Джейн знала обо всем, у него была привычка выбалтывать ей все: она знала про
его роман с Амбер, у которой от него была дочь, знала о десятилетней связи его
с Ребеккой и о связи с графиней Елизаветой фон Арним, с которой он все еще
продолжал вести дружбу. И конечно – про Одетт Кеун и про его дом на Ривьере. И
когда Мура приехала к завтраку, она знала и про «горьковскую секретаршу», но
она была уже настолько тяжело больна, что ее это не беспокоило. Мура пробыла в
Эссексе до вечера и увидела, как убит Уэллс приговором докторов: Джейн умерла в
том же году, не дожив до зимы. Но Мура знала, что главное препятствие не было
устранено, и он сам не делал секрета из того факта, что во Франции оставалась
его любовница и он не был свободен: оба знали, что Одетт была женщиной, которая
не собиралась легко его уступить.
Уэллс теперь сознавал, что жизнь Муры с Горьким идет к концу, что Горький
решил поехать в Россию будущей весной (1928 год) [55] , попробовать пожить там,
посмотреть на достижения и превращения и выяснить, хватит ли у него здоровья,
чтобы жить там постоянно, если не в Москве, так в Крыму. Гонорары Госиздата
становилось получать все труднее в связи с новыми запретами на вывоз денег из
Советского Союза. По рассказам Муры Локкарт знал, что все эти годы она вела
корреспонденцию Горького на трех языках (по-русски он всегда писал сам и всегда
от руки). Она говорила, что он поступает правильно и что она всегда знала, что
это случится, и была к этому готова. Но что Горький на это решится не
немедленно, она тоже знала; могло пройти несколько лет (и состояться несколько
поездок в Россию), прежде чем он сделает окончательный шаг.
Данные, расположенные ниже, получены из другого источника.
/// Hypercomplex Julia sets.
///
/// A hypercomplex number `(x, y, z, w)` splits into the duplex pair
/// `a = (x - w, y + z)`, `b = (x + w, y - z)` of ordinary complex numbers.
/// Any complex function applied to both halves and recombined is the 4D
/// version of that function, which is how the transcendental families work.
/// Square, cube and reciprocal have closed forms and skip the split.

use crate::engine::iteration_stack::IterationStack;
use crate::engine::types::Vec3D;
use crate::math::complex::{Complex, ComplexFn, ComplexFunction};
use crate::math::math3d;
use super::{FractalParams, FractalRules, Vec4D};

/// Tolerance on the projected gradient in the distance estimate.
const GRADIENT_TOLERANCE: f64 = 1e-8;

// ─── Algebra ─────────────────────────────────────────────────

/// Hypercomplex product. The algebra is commutative.
#[inline(always)]
pub fn h_mult(a: &Vec4D, b: &Vec4D) -> Vec4D {
    Vec4D {
        x: a.x * b.x - a.y * b.y - a.z * b.z + a.w * b.w,
        y: a.y * b.x + a.x * b.y - a.w * b.z - a.z * b.w,
        z: a.z * b.x - a.w * b.y + a.x * b.z - a.y * b.w,
        w: a.w * b.x + a.z * b.y + a.y * b.z + a.x * b.w,
    }
}

#[inline(always)]
pub fn h_sqr(v: &Vec4D) -> Vec4D {
    Vec4D {
        x: v.x * v.x - v.y * v.y - v.z * v.z + v.w * v.w,
        y: 2.0 * (v.x * v.y - v.z * v.w),
        z: 2.0 * (v.z * v.x - v.w * v.y),
        w: 2.0 * (v.w * v.x + v.z * v.y),
    }
}

/// `1 / v`, or `None` where either duplex half is zero.
pub fn h_reciprocal(v: &Vec4D) -> Option<Vec4D> {
    let (x, y, z, w) = (v.x, v.y, v.z, v.w);
    let det = ((x - w) * (x - w) + (y + z) * (y + z)) * ((x + w) * (x + w) + (y - z) * (y - z));
    if det == 0.0 {
        return None;
    }

    let modulus = v.norm_sqr();
    let xw_minus_yz = x * w - y * z;

    Some(Vec4D {
        x: (x * modulus - 2.0 * w * xw_minus_yz) / det,
        y: (-y * modulus - 2.0 * z * xw_minus_yz) / det,
        z: (-z * modulus - 2.0 * y * xw_minus_yz) / det,
        w: (w * modulus - 2.0 * x * xw_minus_yz) / det,
    })
}

/// Lift a complex function to 4D through the duplex split.
///
/// Both halves see the same `exponent`. Targets start at zero, so a
/// function that leaves its target untouched contributes zero.
pub fn h_func(v: &Vec4D, function: ComplexFn, exponent: &Complex) -> Vec4D {
    let a = Complex::new(v.x - v.w, v.y + v.z);
    let b = Complex::new(v.x + v.w, v.y - v.z);

    let mut ra = Complex::default();
    let mut rb = Complex::default();
    function(&mut ra, &a, exponent);
    function(&mut rb, &b, exponent);

    Vec4D {
        x: 0.5 * (ra.x + rb.x),
        y: 0.5 * (ra.y + rb.y),
        z: 0.5 * (ra.y - rb.y),
        w: 0.5 * (rb.x - ra.x),
    }
}

// ─── Shared orbit driver ─────────────────────────────────────

/// Result of one map application.
enum Step {
    Next(Vec4D),
    /// Escape value exceeded the limit; carries the value.
    Escaped(f64),
    /// The map is undefined at this point.
    Singular,
}

enum Orbit {
    Bounded,
    /// Escaped before computing iterate `step`.
    Escaped { step: usize, value: f64 },
    Singular,
}

/// Iterate from `point`, recording each iterate until the orbit leaves.
#[inline(always)]
fn run_orbit<F>(point: &Vec3D, params: &FractalParams, stack: &mut IterationStack, map: F) -> Orbit
where
    F: Fn(&Vec4D) -> Step,
{
    let mut q = params.slice_point(point);
    stack.set(0, &q);

    for i in 1..=params.num_iterations {
        match map(&q) {
            Step::Next(next) => q = next.add(&params.julia_parm),
            Step::Escaped(value) => return Orbit::Escaped { step: i, value },
            Step::Singular => return Orbit::Singular,
        }
        stack.set(i, &q);
    }

    Orbit::Bounded
}

/// Newton-like step from the escape value and the gradient along the ray.
/// Falls back to `precision` when the gradient is unusable.
fn gradient_distance(normal: &Vec3D, direction: &Vec3D, value: f64, precision: f64) -> f64 {
    let mut step = math3d::vec3d_dot(normal, direction);

    if step < -GRADIENT_TOLERANCE {
        step *= -2.0;
        if value > precision * step && value < 30.0 * precision * step {
            return value / step;
        }
    }

    precision
}

/// Common `iterate_distance` for every family: classify, then on escape
/// estimate the distance from the normal of the partial orbit.
fn orbit_distance<R, F>(
    rules: &R,
    point: &Vec3D,
    params: &FractalParams,
    direction: &Vec3D,
    stack: &mut IterationStack,
    map: F,
) -> (bool, f64)
where
    R: FractalRules + ?Sized,
    F: Fn(&Vec4D) -> Step,
{
    match run_orbit(point, params, stack, map) {
        Orbit::Bounded => (true, params.precision),
        Orbit::Escaped { step, value } => {
            let normal = rules.calc_normal(step - 1, params, stack);
            (false, gradient_distance(&normal, direction, value, params.precision))
        }
        Orbit::Singular => (false, params.precision),
    }
}

/// Project the accumulated derivative against the final iterate.
#[inline(always)]
fn project(acc: &Vec4D, n: &Vec4D) -> Vec3D {
    Vec3D {
        x: acc.x * n.x + acc.y * n.y + acc.z * n.z + acc.w * n.w,
        y: -acc.y * n.x + acc.x * n.y - acc.w * n.z + acc.z * n.w,
        z: -acc.z * n.x - acc.w * n.y + acc.x * n.z + acc.y * n.w,
    }
}

#[inline(always)]
fn norm_step(q: &Vec4D, exit_value: f64, map: impl Fn(&Vec4D) -> Option<Vec4D>) -> Step {
    let norm = q.norm_sqr();
    if norm > exit_value {
        return Step::Escaped(norm);
    }
    match map(q) {
        Some(next) => Step::Next(next),
        None => Step::Singular,
    }
}

// ━━━━━━━━━━━━━━━━━━━━━━━━━━━━━━━━━━━━━━━━━━━━━━━━━━━━━━━━━━━━━━━━━━━━━━━━━━━━
// Square: z -> z² + c
// ━━━━━━━━━━━━━━━━━━━━━━━━━━━━━━━━━━━━━━━━━━━━━━━━━━━━━━━━━━━━━━━━━━━━━━━━━━━━

#[derive(Debug)]
pub struct HypercomplexRules;

impl HypercomplexRules {
    /// Escape is tested on `(x²+w²) + (y²+z²)`, the same partial sums the
    /// square reuses.
    #[inline(always)]
    fn step(q: &Vec4D, exit_value: f64) -> Step {
        let yz = q.y * q.y + q.z * q.z;
        let xw = q.x * q.x + q.w * q.w;
        if xw + yz > exit_value {
            return Step::Escaped(xw + yz);
        }

        Step::Next(Vec4D {
            x: xw - yz,
            y: 2.0 * (q.x * q.y - q.z * q.w),
            z: 2.0 * (q.x * q.z - q.w * q.y),
            w: 2.0 * (q.x * q.w + q.y * q.z),
        })
    }
}

impl FractalRules for HypercomplexRules {
    fn name(&self) -> &str { "Hypercomplex Julia z^2" }

    fn iterate(&self, point: &Vec3D, params: &FractalParams, stack: &mut IterationStack) -> bool {
        let exit = params.exit_value;
        matches!(run_orbit(point, params, stack, |q| Self::step(q, exit)), Orbit::Bounded)
    }

    fn iterate_distance(
        &self,
        point: &Vec3D,
        params: &FractalParams,
        direction: &Vec3D,
        stack: &mut IterationStack,
    ) -> (bool, f64) {
        let exit = params.exit_value;
        orbit_distance(self, point, params, direction, stack, |q| Self::step(q, exit))
    }

    fn calc_normal(&self, n_max: usize, _params: &FractalParams, stack: &IterationStack) -> Vec3D {
        let mut acc = stack.get(0);
        let mut pow = 2.0;

        for i in 1..n_max {
            acc = h_mult(&stack.get(i), &acc);
            pow *= 2.0;
        }

        let last = stack.get(n_max);
        let n = Vec4D::new(last.x * pow, last.y * pow, last.z * pow, last.w * pow);
        project(&acc, &n)
    }
}

// ━━━━━━━━━━━━━━━━━━━━━━━━━━━━━━━━━━━━━━━━━━━━━━━━━━━━━━━━━━━━━━━━━━━━━━━━━━━━
// Cube
// ━━━━━━━━━━━━━━━━━━━━━━━━━━━━━━━━━━━━━━━━━━━━━━━━━━━━━━━━━━━━━━━━━━━━━━━━━━━━

/// Iterates the closed-form square with a full-norm escape test. The
/// gradient is left unscaled.
#[derive(Debug)]
pub struct HypercomplexZ3Rules;

impl FractalRules for HypercomplexZ3Rules {
    fn name(&self) -> &str { "Hypercomplex Julia z^3" }

    fn iterate(&self, point: &Vec3D, params: &FractalParams, stack: &mut IterationStack) -> bool {
        let exit = params.exit_value;
        let map = |q: &Vec4D| norm_step(q, exit, |v| Some(h_sqr(v)));
        matches!(run_orbit(point, params, stack, map), Orbit::Bounded)
    }

    fn iterate_distance(
        &self,
        point: &Vec3D,
        params: &FractalParams,
        direction: &Vec3D,
        stack: &mut IterationStack,
    ) -> (bool, f64) {
        let exit = params.exit_value;
        let map = |q: &Vec4D| norm_step(q, exit, |v| Some(h_sqr(v)));
        orbit_distance(self, point, params, direction, stack, map)
    }

    fn calc_normal(&self, n_max: usize, _params: &FractalParams, stack: &IterationStack) -> Vec3D {
        let mut acc = stack.get(0);
        for i in 1..n_max {
            acc = h_mult(&stack.get(i), &acc);
        }
        project(&acc, &stack.get(n_max))
    }
}

// ━━━━━━━━━━━━━━━━━━━━━━━━━━━━━━━━━━━━━━━━━━━━━━━━━━━━━━━━━━━━━━━━━━━━━━━━━━━━
// Reciprocal: z -> 1/z + c
// ━━━━━━━━━━━━━━━━━━━━━━━━━━━━━━━━━━━━━━━━━━━━━━━━━━━━━━━━━━━━━━━━━━━━━━━━━━━━

/// A point whose orbit hits the duplex singularity counts as escaped.
#[derive(Debug)]
pub struct HypercomplexReciprocalRules;

impl FractalRules for HypercomplexReciprocalRules {
    fn name(&self) -> &str { "Hypercomplex Julia 1/z" }

    fn iterate(&self, point: &Vec3D, params: &FractalParams, stack: &mut IterationStack) -> bool {
        let exit = params.exit_value;
        let map = |q: &Vec4D| norm_step(q, exit, h_reciprocal);
        matches!(run_orbit(point, params, stack, map), Orbit::Bounded)
    }

    fn iterate_distance(
        &self,
        point: &Vec3D,
        params: &FractalParams,
        direction: &Vec3D,
        stack: &mut IterationStack,
    ) -> (bool, f64) {
        let exit = params.exit_value;
        let map = |q: &Vec4D| norm_step(q, exit, h_reciprocal);
        orbit_distance(self, point, params, direction, stack, map)
    }

    /// `d(1/z) = -1/z²`. A singular iterate contributes nothing.
    fn calc_normal(&self, n_max: usize, _params: &FractalParams, stack: &IterationStack) -> Vec3D {
        let mut acc = stack.get(0);

        for i in 1..n_max {
            if let Some(r) = h_reciprocal(&stack.get(i)) {
                let s = h_sqr(&r);
                acc = h_mult(&acc, &Vec4D::new(-s.x, -s.y, -s.z, -s.w));
            }
        }

        project(&acc, &stack.get(n_max))
    }
}

// ━━━━━━━━━━━━━━━━━━━━━━━━━━━━━━━━━━━━━━━━━━━━━━━━━━━━━━━━━━━━━━━━━━━━━━━━━━━━
// Function: z -> f(z) + c
// ━━━━━━━━━━━━━━━━━━━━━━━━━━━━━━━━━━━━━━━━━━━━━━━━━━━━━━━━━━━━━━━━━━━━━━━━━━━━

#[derive(Debug)]
pub struct HypercomplexFunctionRules {
    function: ComplexFunction,
}

impl HypercomplexFunctionRules {
    pub fn new(function: ComplexFunction) -> Self {
        Self { function }
    }

    pub fn function(&self) -> ComplexFunction {
        self.function
    }
}

impl FractalRules for HypercomplexFunctionRules {
    fn name(&self) -> &str { "Hypercomplex Julia f(z)" }

    fn iterate(&self, point: &Vec3D, params: &FractalParams, stack: &mut IterationStack) -> bool {
        let exit = params.exit_value;
        let (method, exponent) = (self.function.method(), params.exponent);
        let map = |q: &Vec4D| norm_step(q, exit, |v| Some(h_func(v, method, &exponent)));
        matches!(run_orbit(point, params, stack, map), Orbit::Bounded)
    }

    fn iterate_distance(
        &self,
        point: &Vec3D,
        params: &FractalParams,
        direction: &Vec3D,
        stack: &mut IterationStack,
    ) -> (bool, f64) {
        let exit = params.exit_value;
        let (method, exponent) = (self.function.method(), params.exponent);
        let map = |q: &Vec4D| norm_step(q, exit, |v| Some(h_func(v, method, &exponent)));
        orbit_distance(self, point, params, direction, stack, map)
    }

    fn calc_normal(&self, n_max: usize, params: &FractalParams, stack: &IterationStack) -> Vec3D {
        let method = self.function.method();
        let mut acc = stack.get(0);
        for i in 1..n_max {
            let f = h_func(&stack.get(i), method, &params.exponent);
            acc = h_mult(&f, &acc);
        }
        project(&acc, &stack.get(n_max))
    }
}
Затем Уэллс стал появляться на лондонском горизонте все реже: у него было
слишком много обязательств, намерений, планов, обещаний, данных направо и
налево, публичных выступлений и давняя привычка выпускать по одной книге в год,
или во всяком случае – стараться это делать. Романы его чередовались в эти годы
с книгами политическими, многие называли их философскими: как переделать мир,
как всем стать счастливыми, как вести человечество к прогрессу. И эта новая его
стадия, окончательно укрепившаяся в конце 1920-х годов, с ее проклятыми
вопросами, которые надо было разрешать, но разрешения которым не было, вела к
еще более проклятым: а что, если человечество не захочет идти к прогрессу,
нужно ли будет (и можно ли?) бить его палкой по голове, чтобы оно шло, куда
требуется?
Параллельно с этим росла его особая болезненная реакция на критику. «Никто не
смеет меня судить! Я все знаю, я знаю, что мне и вам всем нужно, а вы
пытаетесь не слушать меня». Он ругал королевский дом, католическую церковь, а
когда никто на это не обращал внимания и всерьез его не принимал, он впадал в
ярость.
Стараясь примирить идею полной свободы и демократии с неким "орденом самураев»,
к которому он сам будет принадлежать, он говорил, что приниматься туда будут
только достойные, а судить о том, кто достоин, будет он же. Прижив несколько
незаконных детей, он говорил о женском равноправии и о свободе пола.